Heat blistered across my face, sweat trickling from newly regenerated glands to cake my skin in a miasma of discomfort.
We had struck just as first contact was made with the outer wall, a relatively flimsy thing of wood and scrap metal that extended around the perimeter of the town.
Indeed, if it weren’t for the massive metal tanks feeding liquid fuel through thick tubing to metal nozzles, the Hound would have probably just blown clean through it.
But it knew better then to try that. From the memories of CAPCI’s finest, many a roving pack of bandits or beasts had been driven from the walls of Prosperity by gouts of oily flame.

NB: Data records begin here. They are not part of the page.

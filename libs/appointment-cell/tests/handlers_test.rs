use std::time::Duration as StdDuration;

use axum::{
    body::Body,
    http::{Request, StatusCode},
    Router,
};
use chrono::{DateTime, Duration, DurationRound, Utc};
use serde_json::{json, Value};
use tower::ServiceExt;

use appointment_cell::appointment_routes;
use audit_cell::AuditRecorder;
use shared_models::clinic::{Doctor, Patient};
use shared_utils::test_utils::{seed_clinic, JwtTestUtils, TestConfig, TestStore, TestUser};

struct Harness {
    app: Router,
    doctors: Vec<Doctor>,
    patients: Vec<Patient>,
    _store: TestStore,
}

async fn harness() -> Harness {
    let store = TestStore::new();
    let (recorder, _worker) =
        AuditRecorder::with_retry_worker(store.store.clone(), 3, StdDuration::from_millis(5));
    let app = appointment_routes(TestConfig::default().to_arc(), &recorder);
    let (doctors, patients) = seed_clinic(&store, 2, 2).await;
    Harness {
        app,
        doctors,
        patients,
        _store: store,
    }
}

fn slot(days_ahead: i64) -> DateTime<Utc> {
    (Utc::now() + Duration::days(days_ahead))
        .duration_trunc(Duration::hours(1))
        .unwrap()
}

fn request(method: &str, uri: &str, user: Option<&TestUser>, body: Option<Value>) -> Request<Body> {
    let mut builder = Request::builder().method(method).uri(uri);
    if let Some(user) = user {
        builder = builder.header("authorization", JwtTestUtils::bearer(user));
    }
    match body {
        Some(body) => builder
            .header("content-type", "application/json")
            .body(Body::from(body.to_string()))
            .unwrap(),
        None => builder.body(Body::empty()).unwrap(),
    }
}

async fn body_json(response: axum::response::Response) -> Value {
    let body = axum::body::to_bytes(response.into_body(), usize::MAX).await.unwrap();
    serde_json::from_slice(&body).unwrap()
}

fn booking_body(patient: &Patient, doctor: &Doctor, at: DateTime<Utc>) -> Value {
    json!({
        "patient_id": patient.id,
        "doctor_id": doctor.id,
        "scheduled_at": at,
        "reason": "Follow-up"
    })
}

async fn book_as_admin(h: &Harness, patient: &Patient, doctor: &Doctor, at: DateTime<Utc>) -> Value {
    let admin = TestUser::admin(1);
    let response = h
        .app
        .clone()
        .oneshot(request("POST", "/", Some(&admin), Some(booking_body(patient, doctor, at))))
        .await
        .unwrap();
    assert_eq!(response.status(), StatusCode::CREATED);
    body_json(response).await
}

#[tokio::test]
async fn patient_books_for_themselves() {
    let h = harness().await;
    let patient = &h.patients[0];
    let user = TestUser::patient(patient.user_id);

    let response = h
        .app
        .clone()
        .oneshot(request("POST", "/", Some(&user), Some(booking_body(patient, &h.doctors[0], slot(2)))))
        .await
        .unwrap();

    assert_eq!(response.status(), StatusCode::CREATED);
    let body = body_json(response).await;
    assert_eq!(body["state"], "pending");
    assert_eq!(body["patient_id"], patient.id);
}

#[tokio::test]
async fn patient_cannot_book_for_someone_else() {
    let h = harness().await;
    let user = TestUser::patient(h.patients[0].user_id);

    let response = h
        .app
        .clone()
        .oneshot(request(
            "POST",
            "/",
            Some(&user),
            Some(booking_body(&h.patients[1], &h.doctors[0], slot(2))),
        ))
        .await
        .unwrap();

    assert_eq!(response.status(), StatusCode::FORBIDDEN);
}

#[tokio::test]
async fn taken_slot_is_a_conflict() {
    let h = harness().await;
    let at = slot(3);
    book_as_admin(&h, &h.patients[0], &h.doctors[0], at).await;

    let admin = TestUser::admin(1);
    let response = h
        .app
        .clone()
        .oneshot(request(
            "POST",
            "/",
            Some(&admin),
            Some(booking_body(&h.patients[1], &h.doctors[0], at)),
        ))
        .await
        .unwrap();

    assert_eq!(response.status(), StatusCode::CONFLICT);
    let body = body_json(response).await;
    assert_eq!(body["error"], "slot_unavailable");
}

#[tokio::test]
async fn missing_token_is_unauthorized() {
    let h = harness().await;

    let response = h.app.clone().oneshot(request("GET", "/consistency", None, None)).await.unwrap();

    assert_eq!(response.status(), StatusCode::UNAUTHORIZED);
}

#[tokio::test]
async fn participant_cancels_with_reason() {
    let h = harness().await;
    let appointment = book_as_admin(&h, &h.patients[0], &h.doctors[0], slot(2)).await;
    let user = TestUser::patient(h.patients[0].user_id);

    let uri = format!("/{}?reason=travelling", appointment["id"]);
    let response = h.app.clone().oneshot(request("DELETE", &uri, Some(&user), None)).await.unwrap();

    assert_eq!(response.status(), StatusCode::OK);
    let body = body_json(response).await;
    assert_eq!(body["state"], "cancelled");
    assert_eq!(body["notes"], "Cancelled: travelling");

    let again = h.app.clone().oneshot(request("DELETE", &uri, Some(&user), None)).await.unwrap();
    assert_eq!(again.status(), StatusCode::CONFLICT);
    assert_eq!(body_json(again).await["error"], "already_cancelled");
}

#[tokio::test]
async fn outsider_cannot_read_an_appointment() {
    let h = harness().await;
    let appointment = book_as_admin(&h, &h.patients[0], &h.doctors[0], slot(2)).await;
    let other_doctor = TestUser::doctor(h.doctors[1].user_id);

    let uri = format!("/{}", appointment["id"]);
    let response = h.app.clone().oneshot(request("GET", &uri, Some(&other_doctor), None)).await.unwrap();
    assert_eq!(response.status(), StatusCode::FORBIDDEN);

    let own_doctor = TestUser::doctor(h.doctors[0].user_id);
    let response = h.app.clone().oneshot(request("GET", &uri, Some(&own_doctor), None)).await.unwrap();
    assert_eq!(response.status(), StatusCode::OK);
}

#[tokio::test]
async fn only_admins_confirm() {
    let h = harness().await;
    let appointment = book_as_admin(&h, &h.patients[0], &h.doctors[0], slot(2)).await;
    let uri = format!("/{}/confirm", appointment["id"]);

    let patient = TestUser::patient(h.patients[0].user_id);
    let response = h.app.clone().oneshot(request("PATCH", &uri, Some(&patient), None)).await.unwrap();
    assert_eq!(response.status(), StatusCode::FORBIDDEN);

    let admin = TestUser::admin(1);
    let response = h.app.clone().oneshot(request("PATCH", &uri, Some(&admin), None)).await.unwrap();
    assert_eq!(response.status(), StatusCode::OK);
    assert_eq!(body_json(response).await["state"], "confirmed");
}

#[tokio::test]
async fn assigned_doctor_completes_once() {
    let h = harness().await;
    let appointment = book_as_admin(&h, &h.patients[0], &h.doctors[0], slot(2)).await;
    let admin = TestUser::admin(1);
    let doctor = TestUser::doctor(h.doctors[0].user_id);

    let confirm = format!("/{}/confirm", appointment["id"]);
    h.app.clone().oneshot(request("PATCH", &confirm, Some(&admin), None)).await.unwrap();

    let complete = format!("/{}/complete", appointment["id"]);
    let response = h.app.clone().oneshot(request("PATCH", &complete, Some(&doctor), None)).await.unwrap();
    assert_eq!(response.status(), StatusCode::OK);

    let response = h.app.clone().oneshot(request("PATCH", &complete, Some(&doctor), None)).await.unwrap();
    assert_eq!(response.status(), StatusCode::CONFLICT);
    assert_eq!(body_json(response).await["error"], "invalid_transition");
}

#[tokio::test]
async fn patients_list_only_their_own_appointments() {
    let h = harness().await;
    book_as_admin(&h, &h.patients[0], &h.doctors[0], slot(2)).await;
    let user = TestUser::patient(h.patients[0].user_id);

    let response = h.app.clone().oneshot(request("GET", "/", Some(&user), None)).await.unwrap();
    assert_eq!(response.status(), StatusCode::BAD_REQUEST);

    let uri = format!("/?patient_id={}", h.patients[1].id);
    let response = h.app.clone().oneshot(request("GET", &uri, Some(&user), None)).await.unwrap();
    assert_eq!(response.status(), StatusCode::FORBIDDEN);

    let uri = format!("/?patient_id={}", h.patients[0].id);
    let response = h.app.clone().oneshot(request("GET", &uri, Some(&user), None)).await.unwrap();
    assert_eq!(response.status(), StatusCode::OK);
    assert_eq!(body_json(response).await["total"], 1);
}

#[tokio::test]
async fn attachment_round_trip_over_http() {
    let h = harness().await;
    let appointment = book_as_admin(&h, &h.patients[0], &h.doctors[0], slot(2)).await;
    let doctor = TestUser::doctor(h.doctors[0].user_id);

    let uri = format!("/{}/attachments", appointment["id"]);
    let response = h
        .app
        .clone()
        .oneshot(request(
            "POST",
            &uri,
            Some(&doctor),
            Some(json!({"kind": "prescription", "url": "https://files.clinic.test/rx.pdf", "name": "rx.pdf"})),
        ))
        .await
        .unwrap();
    assert_eq!(response.status(), StatusCode::CREATED);
    let attachment = body_json(response).await;

    let delete = format!("/attachments/{}", attachment["id"]);
    let response = h.app.clone().oneshot(request("DELETE", &delete, Some(&doctor), None)).await.unwrap();
    assert_eq!(response.status(), StatusCode::OK);

    let response = h.app.clone().oneshot(request("GET", &uri, Some(&doctor), None)).await.unwrap();
    assert_eq!(body_json(response).await["total"], 0);
}

#[tokio::test]
async fn admin_runs_consistency_check() {
    let h = harness().await;
    book_as_admin(&h, &h.patients[0], &h.doctors[0], slot(2)).await;
    let admin = TestUser::admin(1);

    let response = h.app.clone().oneshot(request("GET", "/consistency", Some(&admin), None)).await.unwrap();

    assert_eq!(response.status(), StatusCode::OK);
    assert_eq!(body_json(response).await["is_consistent"], true);
}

As such, it had drawn out their vehicles, smashed them one by one, and only then revealed the size of its horde.
The surviving militia had pulled back to the outer wall and prepared for a final stand, meaning that when me and John snuck in through a drainage ditch to the rear we found no resistance.
Something screamed in the distance, and I raised my hand to shield my gaze from the glare. There was no need for that, another pair of eyes had replaced my own at the subconscious, undesired request a deep part of my mind had sent out.
From a literal bird’s eye view I watched as the fire reached a barn, the animals inside left to suffer and die in the resulting rain of flaming planks and cracking crossbeams, their human companions having long fled.
The view shifted away.
For some reason, even after all the human suffering I had seen, the sound of those poor livestock roasting alive caused my heart to clench.
I wondered if I was a bad person, for reacting more strongly to their misery then that of the townsfolk.
That worry was shattered as John spun around to face me, hearing my thoughts.
I glanced away.
I could still know that he mouthed “no” and “its okay”.
The screaming continued.
Some of it drew closer, and I found that I had no choice but to raise my weapon, a twisted length of barbed wire wrapped around a plank of solid wood.
Blood dripped from the torn chunks of scalp still caking its frame, and I stared into the smoke as a trio of figures emerged.
Fuck.
It might have been a forlorn one, but I had hoped our role would mean we wouldn’t need to do much more then sow chaos.
That others would be the ones to actually go in and… take the town, and the people in it.
I knew that was a stupid thing to wish for, that the people were suffering regardless.
Indeed, I felt a small burst of energy and indescribable emotion as several more Branches were joined to the STYX Tree.
Ah.
These were the remnants of a breakout attempt.
A man, a woman, and a child, splitting from the main outward thrust when it was ambushed by the dead.
I raised my weapon.
John raised his own, a gun.
The man tried to respond, but his veins were full of adrenaline, not the cocktail of paranormal stimulants Cleo had designated “STYX B”.
He never stood a chance.
With a pair of shots, the man fell and the child screamed, the woman sweeping them off the ground and diving into a ditch.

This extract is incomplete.